Now back in the old day's you'd have knocked once and busted down the door, dragging the crazy Red bastard down to the cooler while beating taraddidles into his skull. But that was before last week, when you tangled with the Qaeda mob from East 43rd, before you went fifteen rounds with the Jihadi Brothers (who are still raising hell every night down at the An Bar on East Falluja - you groan when you remember that you are gonna have to be back there tonight to give them their daily beat-down...), before you had to commit yourself to a precautionary punch-up with the Pushtun ring, still trying to muscle back into the opium business you knocked them out of four years ago, before you committed to strolling by the Farsi clan corner to give them the stink-eye and remind them who is has the biggest pair of balls in the Gulf District.

Your big stick feels more like a bent coat hanger these days.

But, still, it's part of your beat. And you feel like you gotta do something. The neighbors keep looking at you. You wanted to be the cop, the lawbringer, the peacemaker.

You think: I don't wanna look like one of those weenie touchy-feely cops, standing at the door with your hat in your hand trying to get that Red bastard to talk nice to you. So you stomp up the stairs. You announce loudly that you're not here to talk to some blackmailing red bastard commie. That you'll think about not busting down the door only if the slimy a-hole inside throws out his dynamite and gets down on his knees and begs you not to give him a rap in the nuts. You holler over to the Changs (who aren't exactly your best friend, but, what the hell) that you expect them to back you up on this and join you in convincing their ol' pal to give up. As you start feeling pretty foolish standing there looking weak you might even throw in some hard words about "regime change" and "liberation" - it's hard to think calmly when you're getting steamed like you are.

As you stand there, listening to the odd banging noises and muttered conversation inside the locked door...you start to wonder:

Is this doing any good?

So would it hurt to talk to the little bastard?

How much weaker do I look standing on this doorstep with my...hat...in my hand?

And you think to yourself - some days, you just can't seem to catch a break...but some days you look back and want to kick youself in the ass for being so damn pig-headed that you were willing to pay any price to look like the baddest cop on the street.

Tuesday, October 10, 2006

Fizzle! (Whew...sort of...)


Looks like Li'l Kim didn't get the bang for his buck. Here's the summarized version from Arms Control Wonk:

"They've published lat/long (41.294 N, 129.134 E) and Mb estimates (4.2) for the North Korean test. There is lots of data floating around: The CTBTO called it 4.0; The South Koreans report 3.58-3.7. You're thinking, 3.6, 4.2, in that neighborhood. Seismic scales, like the Richter, are logarithmic, so that neighborhood can be pretty big.

But even at 4.2, the test was probably a dud. Estimating the yield is tricky business, because it depends on the geology of the test site.

The South Koreans called the yield half a kiloton (550 tons), which is more or less -- a factor of two -- consistent with the relationship for tests in that yield range at the Soviet Shagan test site: Mb = 4.262 + .973LogW (here Mb is the magnitude of the body wave, and W is the yield.


3.58-3.7 gives you a couple hundred tons (not kilotons), which is pretty close in this business unless you're really math positive. The same equation, given the US estimate of 4.2, yields (pun intended) around a kiloton.

A plutonium device should produce a yield in the range of the 20 kilotons, like the one we dropped on Nagasaki.

No one has ever dudded their first test of a simple fission device. North Korean nuclear scientists are now officially the worst ever. (The Chief's emphasis...this just tickles me!)
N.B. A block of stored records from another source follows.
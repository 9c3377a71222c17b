//! The `#[global_allocator]` bridge from Rust's [`GlobalAlloc`] to
//! [`vireo_mm::heap::Heap`].
//!
//! `hadron-core/src/mm/heap.rs` owns its allocator algorithm directly
//! behind `GlobalAlloc`; this workspace keeps that
//! algorithm in [`vireo_mm::heap::Heap`] instead (shared with host tests
//! that never touch a global allocator), so this module is a thin
//! `GlobalAlloc` shim plus the growth callback a `register_grow_fn`/
//! `grow_fn` pair models: when the heap can't satisfy a
//! request, map another chunk of kernel virtual memory through
//! [`crate::state::kernel_space`] and feed it to
//! [`vireo_mm::heap::Heap::add_region`].

use core::alloc::{GlobalAlloc, Layout};
use core::sync::atomic::{AtomicU64, Ordering};

use vireo_mm::heap::expansion_size;
use vireo_mm::mapper::MapFlags;
use vireo_mm::vmm::AllocFlags;

use crate::state;

/// Running total of bytes the heap has been granted via [`grow`], tracked
/// independently of [`Heap::live_bytes`] (which counts bytes handed to
/// callers, not bytes mapped in).
static HEAP_TOTAL: AtomicU64 = AtomicU64::new(0);

struct KernelAllocator;

// SAFETY: `Heap` itself is the only shared mutable state touched here, and
// it serializes access internally.
unsafe impl GlobalAlloc for KernelAllocator {
    unsafe fn alloc(&self, layout: Layout) -> *mut u8 {
        let zero = false;
        if let Some(ptr) = state::heap().alloc(layout.size(), zero) {
            return ptr;
        }
        if grow(layout.size() as u64).is_err() {
            return core::ptr::null_mut();
        }
        state::heap()
            .alloc(layout.size(), zero)
            .unwrap_or(core::ptr::null_mut())
    }

    unsafe fn dealloc(&self, ptr: *mut u8, _layout: Layout) {
        // SAFETY: `ptr` was returned by a prior call to this allocator's
        // `alloc`, satisfying `Heap::free`'s contract.
        unsafe {
            state::heap().free(ptr);
        }
    }
}

/// Maps another chunk of kernel virtual memory and hands it to the heap.
/// Sized by [`expansion_size`] (whole [`vireo_core::config::HEAP_EXPAND_CHUNK`]
/// multiples, capped at [`vireo_core::config::KERNEL_HEAP_MAX`]).
fn grow(min: u64) -> Result<(), ()> {
    let current = HEAP_TOTAL.load(Ordering::Relaxed);
    let Ok(chunk) = expansion_size(min, current) else {
        return Err(());
    };
    let Ok(vma) = state::kernel_space().alloc_region(chunk, MapFlags::KERNEL_RW, AllocFlags::empty())
    else {
        return Err(());
    };
    // SAFETY: `alloc_region` with `AllocFlags::empty()` (not `LAZY`) backs
    // the whole range with zeroed physical frames before returning.
    unsafe {
        state::heap().add_region(vma.start(), vma.len());
    }
    HEAP_TOTAL.fetch_add(vma.len(), Ordering::Relaxed);
    Ok(())
}

#[global_allocator]
static ALLOCATOR: KernelAllocator = KernelAllocator;

/// Seeds the heap's very first region. Unlike later growth (handled
/// transparently by [`grow`] on allocation failure), the initial region
/// must exist before the first `alloc` call, so
/// [`crate::boot::kernel_init`] calls this explicitly right after
/// [`state::init_heap`].
///
/// Failure here is the one unrecoverable allocation failure: the kernel
/// cannot run at all without an initial heap.
pub fn init_initial_region() {
    let size = vireo_core::config::KERNEL_HEAP_INITIAL;
    let Ok(vma) = state::kernel_space().alloc_region(size, MapFlags::KERNEL_RW, AllocFlags::empty())
    else {
        crate::kpanic!("failed to map initial kernel heap region");
    };
    // SAFETY: same reasoning as in `grow`: `alloc_region` without `LAZY`
    // backs the whole range eagerly.
    unsafe {
        state::heap().add_region(vma.start(), vma.len());
    }
    HEAP_TOTAL.store(vma.len(), Ordering::Relaxed);
}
Of course, I want to see what the US IC says. If/when the test vents, we could have some radionuclide data -- maybe in the next 72 hours or so. But, from the initial data, I'd say someone with no workable nuclear weapons (Kim Jong Il, I am looking at you) should be crapping his pants right now."

So - the DPRK tried - and failed. I'm still thinking that it's not quite the moment to be throwing rose petals and candy at Mr. Bush's nonproliferation team. As a scientist, one thing I know is that you can often learn a lot from a failure, even if you are officially the "worst nuclear scientists in the world".
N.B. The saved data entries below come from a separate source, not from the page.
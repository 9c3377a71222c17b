//! The block device registry.
//!
//! Grounded on `original_source/src/kernel/blk/blk.c`: one flat list of
//! registered devices under a single IRQ-safe spinlock, linear search by
//! `(major, minor)` and by name, open-count-gated `open`/`close`, and
//! bounds-checked synchronous `read`/`write`/`flush`/`ioctl` dispatch
//! through the device's ops vtable. That vtable is modeled here as a
//! capability trait ([`BlockDeviceOps`]) behind `Arc<dyn Trait>` rather than
//! a raw function-pointer struct; the source's intrusive singly-linked list
//! becomes a plain `Vec`, since nothing outside this module ever holds a
//! pointer into it.

extern crate alloc;

use alloc::string::{String, ToString};
use alloc::sync::Arc;
use alloc::vec::Vec;
use core::sync::atomic::{AtomicU32, Ordering};

use bitflags::bitflags;

use vireo_core::error::{KError, KResult};
use vireo_core::id::DeviceId;
use vireo_core::sync::IrqSpinLock;

bitflags! {
    /// Static device attributes.
    #[derive(Debug, Clone, Copy, PartialEq, Eq)]
    pub struct BlockDevFlags: u32 {
        /// Writes are always rejected.
        const READ_ONLY = 1 << 0;
        /// Media may be physically removed (affects no current logic, kept
        /// for parity with the source's bit).
        const REMOVABLE = 1 << 1;
    }
}

/// Which operation a [`BlockRequest`] performs.
#[derive(Debug, Clone, Copy, PartialEq, Eq)]
pub enum BlockOp {
    /// Read sectors into the request buffer.
    Read,
    /// Write sectors from the request buffer.
    Write,
    /// Flush any write-back cache on the device.
    Flush,
}

bitflags! {
    /// Per-request flags. No flags are currently defined
    /// beyond the reserved bit; kept as an extension point the way the
    /// teacher keeps unused bitflag bits for driver-specific use.
    #[derive(Debug, Clone, Copy, PartialEq, Eq, Default)]
    pub struct BlockReqFlags: u32 {
        /// Reserved.
        const SYNC = 1 << 0;
    }
}

/// A single synchronous block I/O request.
pub struct BlockRequest<'a> {
    /// Target device.
    pub device: DeviceId,
    /// Operation kind.
    pub op: BlockOp,
    /// Request flags.
    pub flags: BlockReqFlags,
    /// First sector touched.
    pub start_sector: u64,
    /// Number of sectors touched.
    pub sector_count: u32,
    /// Data buffer: read target for `Read`, data source for `Write`. Unused
    /// for `Flush`.
    pub buffer: &'a mut [u8],
    /// Driver-private scratch value, opaque to this layer.
    pub private: u64,
}

/// The capability trait a block device driver implements (an ops vtable
/// providing open/close/request/ioctl/flush).
pub trait BlockDeviceOps: Send + Sync {
    /// Called when the device's open count transitions from 0 to 1.
    fn open(&self) -> KResult<()>;
    /// Called when the device's open count transitions from 1 to 0.
    fn close(&self) -> KResult<()>;
    /// Services one request synchronously.
    fn request(&self, req: &mut BlockRequest<'_>) -> KResult<()>;
    /// Device-specific control operation.
    fn ioctl(&self, cmd: u32, arg: usize) -> KResult<usize>;
    /// Flushes any write-back cache on the device.
    fn flush(&self) -> KResult<()>;
}

/// Static identity and geometry of a registered device.
#[derive(Clone)]
pub struct BlockDeviceInfo {
    /// `(major, minor)` identity.
    pub id: DeviceId,
    /// Human-readable name, used by [`BlockRegistry::find_by_name`].
    pub name: String,
    /// Size of one block/sector in bytes.
    pub block_size: u32,
    /// Total number of addressable blocks.
    pub num_blocks: u64,
    /// Static attributes.
    pub flags: BlockDevFlags,
}

struct Entry {
    info: BlockDeviceInfo,
    ops: Arc<dyn BlockDeviceOps>,
    open_count: AtomicU32,
}

/// The global block device registry.
pub struct BlockRegistry {
    devices: IrqSpinLock<Vec<Entry>>,
}

impl Default for BlockRegistry {
    fn default() -> Self {
        Self::new()
    }
}

impl BlockRegistry {
    /// Creates an empty registry.
    #[must_use]
    pub const fn new() -> Self {
        Self {
            devices: IrqSpinLock::new(Vec::new()),
        }
    }

    /// Registers a device. Rejects a duplicate `(major, minor)`.
    ///
    /// # Errors
    /// Returns [`KError::AlreadyExists`] if `info.id` is already registered.
    pub fn register(&self, info: BlockDeviceInfo, ops: Arc<dyn BlockDeviceOps>) -> KResult<()> {
        let mut devices = self.devices.lock();
        if devices.iter().any(|e| e.info.id == info.id) {
            return Err(KError::AlreadyExists);
        }
        devices.push(Entry {
            info,
            ops,
            open_count: AtomicU32::new(0),
        });
        Ok(())
    }

    /// Unregisters a device by id.
    ///
    /// # Errors
    /// Returns [`KError::NoDevice`] if no such device is registered, or
    /// [`KError::Busy`] if its open count is nonzero.
    pub fn unregister(&self, id: DeviceId) -> KResult<()> {
        let mut devices = self.devices.lock();
        let idx = devices.iter().position(|e| e.info.id == id).ok_or(KError::NoDevice)?;
        if devices[idx].open_count.load(Ordering::Acquire) != 0 {
            return Err(KError::Busy);
        }
        devices.remove(idx);
        Ok(())
    }

    /// Finds a device's static info by `(major, minor)`.
    #[must_use]
    pub fn find_by_id(&self, id: DeviceId) -> Option<BlockDeviceInfo> {
        self.devices.lock().iter().find(|e| e.info.id == id).map(|e| e.info.clone())
    }

    /// Finds a device's static info by name (linear search).
    #[must_use]
    pub fn find_by_name(&self, name: &str) -> Option<BlockDeviceInfo> {
        self.devices.lock().iter().find(|e| e.info.name == name).map(|e| e.info.clone())
    }

    fn with_entry<R>(&self, id: DeviceId, f: impl FnOnce(&Entry) -> KResult<R>) -> KResult<R> {
        let devices = self.devices.lock();
        let entry = devices.iter().find(|e| e.info.id == id).ok_or(KError::NoDevice)?;
        f(entry)
    }

    /// Opens a device, invoking its `open` hook only on the 0→1 transition.
    ///
    /// # Errors
    /// Returns [`KError::NoDevice`] if unregistered, or the hook's error.
    pub fn open(&self, id: DeviceId) -> KResult<()> {
        self.with_entry(id, |entry| {
            if entry.open_count.fetch_add(1, Ordering::AcqRel) == 0 {
                if let Err(e) = entry.ops.open() {
                    entry.open_count.fetch_sub(1, Ordering::AcqRel);
                    return Err(e);
                }
            }
            Ok(())
        })
    }

    /// Closes a device, invoking its `close` hook only on the 1→0
    /// transition.
    ///
    /// # Errors
    /// Returns [`KError::NoDevice`] if unregistered, or [`KError::InvalidArgument`]
    /// if the device is not currently open.
    pub fn close(&self, id: DeviceId) -> KResult<()> {
        self.with_entry(id, |entry| {
            let prev = entry
                .open_count
                .fetch_update(Ordering::AcqRel, Ordering::Acquire, |c| c.checked_sub(1))
                .map_err(|_| KError::InvalidArgument)?;
            if prev == 1 {
                entry.ops.close()?;
            }
            Ok(())
        })
    }

    fn check_bounds(info: &BlockDeviceInfo, start: u64, count: u32) -> KResult<()> {
        let end = start.checked_add(u64::from(count)).ok_or(KError::Overflow)?;
        if end > info.num_blocks {
            return Err(KError::InvalidArgument);
        }
        Ok(())
    }

    /// Reads `count` blocks starting at `start` into `buffer`
    /// (`buffer.len()` must equal `count * block_size`).
    ///
    /// # Errors
    /// [`KError::NoDevice`], [`KError::InvalidArgument`] on an out-of-range
    /// or misdispatched request, or the driver's own error.
    pub fn read(&self, id: DeviceId, start: u64, count: u32, buffer: &mut [u8]) -> KResult<()> {
        self.with_entry(id, |entry| {
            Self::check_bounds(&entry.info, start, count)?;
            let mut req = BlockRequest {
                device: id,
                op: BlockOp::Read,
                flags: BlockReqFlags::empty(),
                start_sector: start,
                sector_count: count,
                buffer,
                private: 0,
            };
            entry.ops.request(&mut req)
        })
    }

    /// Writes `count` blocks starting at `start` from `buffer`. Refuses
    /// writes to a read-only device before dispatch.
    ///
    /// # Errors
    /// [`KError::ReadOnlyFs`] for a read-only device, [`KError::NoDevice`],
    /// [`KError::InvalidArgument`] for an out-of-range request, or the
    /// driver's own error.
    pub fn write(&self, id: DeviceId, start: u64, count: u32, buffer: &mut [u8]) -> KResult<()> {
        self.with_entry(id, |entry| {
            if entry.info.flags.contains(BlockDevFlags::READ_ONLY) {
                return Err(KError::ReadOnlyFs);
            }
            Self::check_bounds(&entry.info, start, count)?;
            let mut req = BlockRequest {
                device: id,
                op: BlockOp::Write,
                flags: BlockReqFlags::empty(),
                start_sector: start,
                sector_count: count,
                buffer,
                private: 0,
            };
            entry.ops.request(&mut req)
        })
    }

    /// Flushes a device's write-back cache.
    ///
    /// # Errors
    /// [`KError::NoDevice`] if unregistered, or the driver's own error.
    pub fn flush(&self, id: DeviceId) -> KResult<()> {
        self.with_entry(id, |entry| entry.ops.flush())
    }

    /// Forwards a device-specific control operation.
    ///
    /// # Errors
    /// [`KError::NoDevice`] if unregistered, or the driver's own error.
    pub fn ioctl(&self, id: DeviceId, cmd: u32, arg: usize) -> KResult<usize> {
        self.with_entry(id, |entry| entry.ops.ioctl(cmd, arg))
    }

    /// Visits every registered device's static info with the registry lock
    /// dropped for the duration of each callback (`blk_for_each_device`'s
    /// snapshot-next-then-unlock iteration), so a
    /// callback may itself call back into this registry without deadlock.
    pub fn for_each(&self, mut f: impl FnMut(&BlockDeviceInfo)) {
        let ids: Vec<DeviceId> = self.devices.lock().iter().map(|e| e.info.id).collect();
        for id in ids {
            let info = self.devices.lock().iter().find(|e| e.info.id == id).map(|e| e.info.clone());
            if let Some(info) = info {
                f(&info);
            }
        }
    }
}

#[cfg(test)]
mod tests {
    use super::*;
    use core::sync::atomic::AtomicBool;

    struct MemDevice {
        data: IrqSpinLock<Vec<u8>>,
        opened: AtomicBool,
    }

    impl MemDevice {
        fn new(blocks: u64, block_size: u32) -> Self {
            Self {
                data: IrqSpinLock::new(alloc::vec![0u8; (blocks * u64::from(block_size)) as usize]),
                opened: AtomicBool::new(false),
            }
        }
    }

    impl BlockDeviceOps for MemDevice {
        fn open(&self) -> KResult<()> {
            self.opened.store(true, Ordering::Release);
            Ok(())
        }
        fn close(&self) -> KResult<()> {
            self.opened.store(false, Ordering::Release);
            Ok(())
        }
        fn request(&self, req: &mut BlockRequest<'_>) -> KResult<()> {
            let block_size = req.buffer.len() / req.sector_count.max(1) as usize;
            let offset = req.start_sector as usize * block_size;
            let mut data = self.data.lock();
            match req.op {
                BlockOp::Read => req.buffer.copy_from_slice(&data[offset..offset + req.buffer.len()]),
                BlockOp::Write => data[offset..offset + req.buffer.len()].copy_from_slice(req.buffer),
                BlockOp::Flush => {}
            }
            Ok(())
        }
        fn ioctl(&self, _cmd: u32, _arg: usize) -> KResult<usize> {
            Ok(0)
        }
        fn flush(&self) -> KResult<()> {
            Ok(())
        }
    }

    fn registry_with_device(id: DeviceId, read_only: bool) -> BlockRegistry {
        let registry = BlockRegistry::new();
        let flags = if read_only { BlockDevFlags::READ_ONLY } else { BlockDevFlags::empty() };
        registry
            .register(
                BlockDeviceInfo { id, name: "mem0".to_string(), block_size: 512, num_blocks: 16, flags },
                Arc::new(MemDevice::new(16, 512)),
            )
            .unwrap();
        registry
    }

    #[test]
    fn duplicate_registration_rejected() {
        let id = DeviceId::new(8, 0);
        let registry = registry_with_device(id, false);
        let result = registry.register(
            BlockDeviceInfo { id, name: "dup".to_string(), block_size: 512, num_blocks: 1, flags: BlockDevFlags::empty() },
            Arc::new(MemDevice::new(1, 512)),
        );
        assert_eq!(result, Err(KError::AlreadyExists));
    }

    #[test]
    fn write_then_read_roundtrips() {
        let id = DeviceId::new(8, 0);
        let registry = registry_with_device(id, false);
        let mut write_buf = alloc::vec![0xABu8; 512];
        registry.write(id, 2, 1, &mut write_buf).unwrap();
        let mut read_buf = alloc::vec![0u8; 512];
        registry.read(id, 2, 1, &mut read_buf).unwrap();
        assert_eq!(read_buf, write_buf);
    }

    #[test]
    fn write_to_read_only_device_rejected_before_dispatch() {
        let id = DeviceId::new(8, 1);
        let registry = registry_with_device(id, true);
        let mut buf = alloc::vec![0u8; 512];
        assert_eq!(registry.write(id, 0, 1, &mut buf), Err(KError::ReadOnlyFs));
    }

    #[test]
    fn out_of_bounds_request_rejected() {
        let id = DeviceId::new(8, 2);
        let registry = registry_with_device(id, false);
        let mut buf = alloc::vec![0u8; 512 * 2];
        assert_eq!(registry.read(id, 15, 2, &mut buf), Err(KError::InvalidArgument));
    }

    #[test]
    fn open_close_hooks_gate_on_transition() {
        let id = DeviceId::new(8, 3);
        let registry = registry_with_device(id, false);
        registry.open(id).unwrap();
        registry.open(id).unwrap();
        registry.close(id).unwrap();
        registry.close(id).unwrap();
        assert_eq!(registry.close(id), Err(KError::InvalidArgument));
    }

    #[test]
    fn for_each_visits_every_device() {
        let registry = BlockRegistry::new();
        for minor in 0..3u16 {
            registry
                .register(
                    BlockDeviceInfo {
                        id: DeviceId::new(8, minor),
                        name: "mem".to_string(),
                        block_size: 512,
                        num_blocks: 4,
                        flags: BlockDevFlags::empty(),
                    },
                    Arc::new(MemDevice::new(4, 512)),
                )
                .unwrap();
        }
        let mut seen = Vec::new();
        registry.for_each(|info| seen.push(info.id));
        assert_eq!(seen.len(), 3);
    }

    #[test]
    fn unregister_rejects_while_busy() {
        let id = DeviceId::new(8, 4);
        let registry = registry_with_device(id, false);
        registry.open(id).unwrap();
        assert_eq!(registry.unregister(id), Err(KError::Busy));
        registry.close(id).unwrap();
        assert!(registry.unregister(id).is_ok());
    }
}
Seems to me that, like a husband finding his wife's "Friday" panties in her jacket pocket on Saturday morning, it's time for us to start talking, a lot, and fast. The little lady north of the "Z" may not ACTUALLY be dancing the mattress tango with Mr. Bomb.

Yet.

But our military options are still a) slim and b) none.

If we want to continue to be a player in East Asian geopolitics as well as head off a potential Sea-of-Japan-nuclear-arms-race, we probably need to be talking, really talking to those other powers in Asia who have a stake in this, including our coy friend Li'l Kim.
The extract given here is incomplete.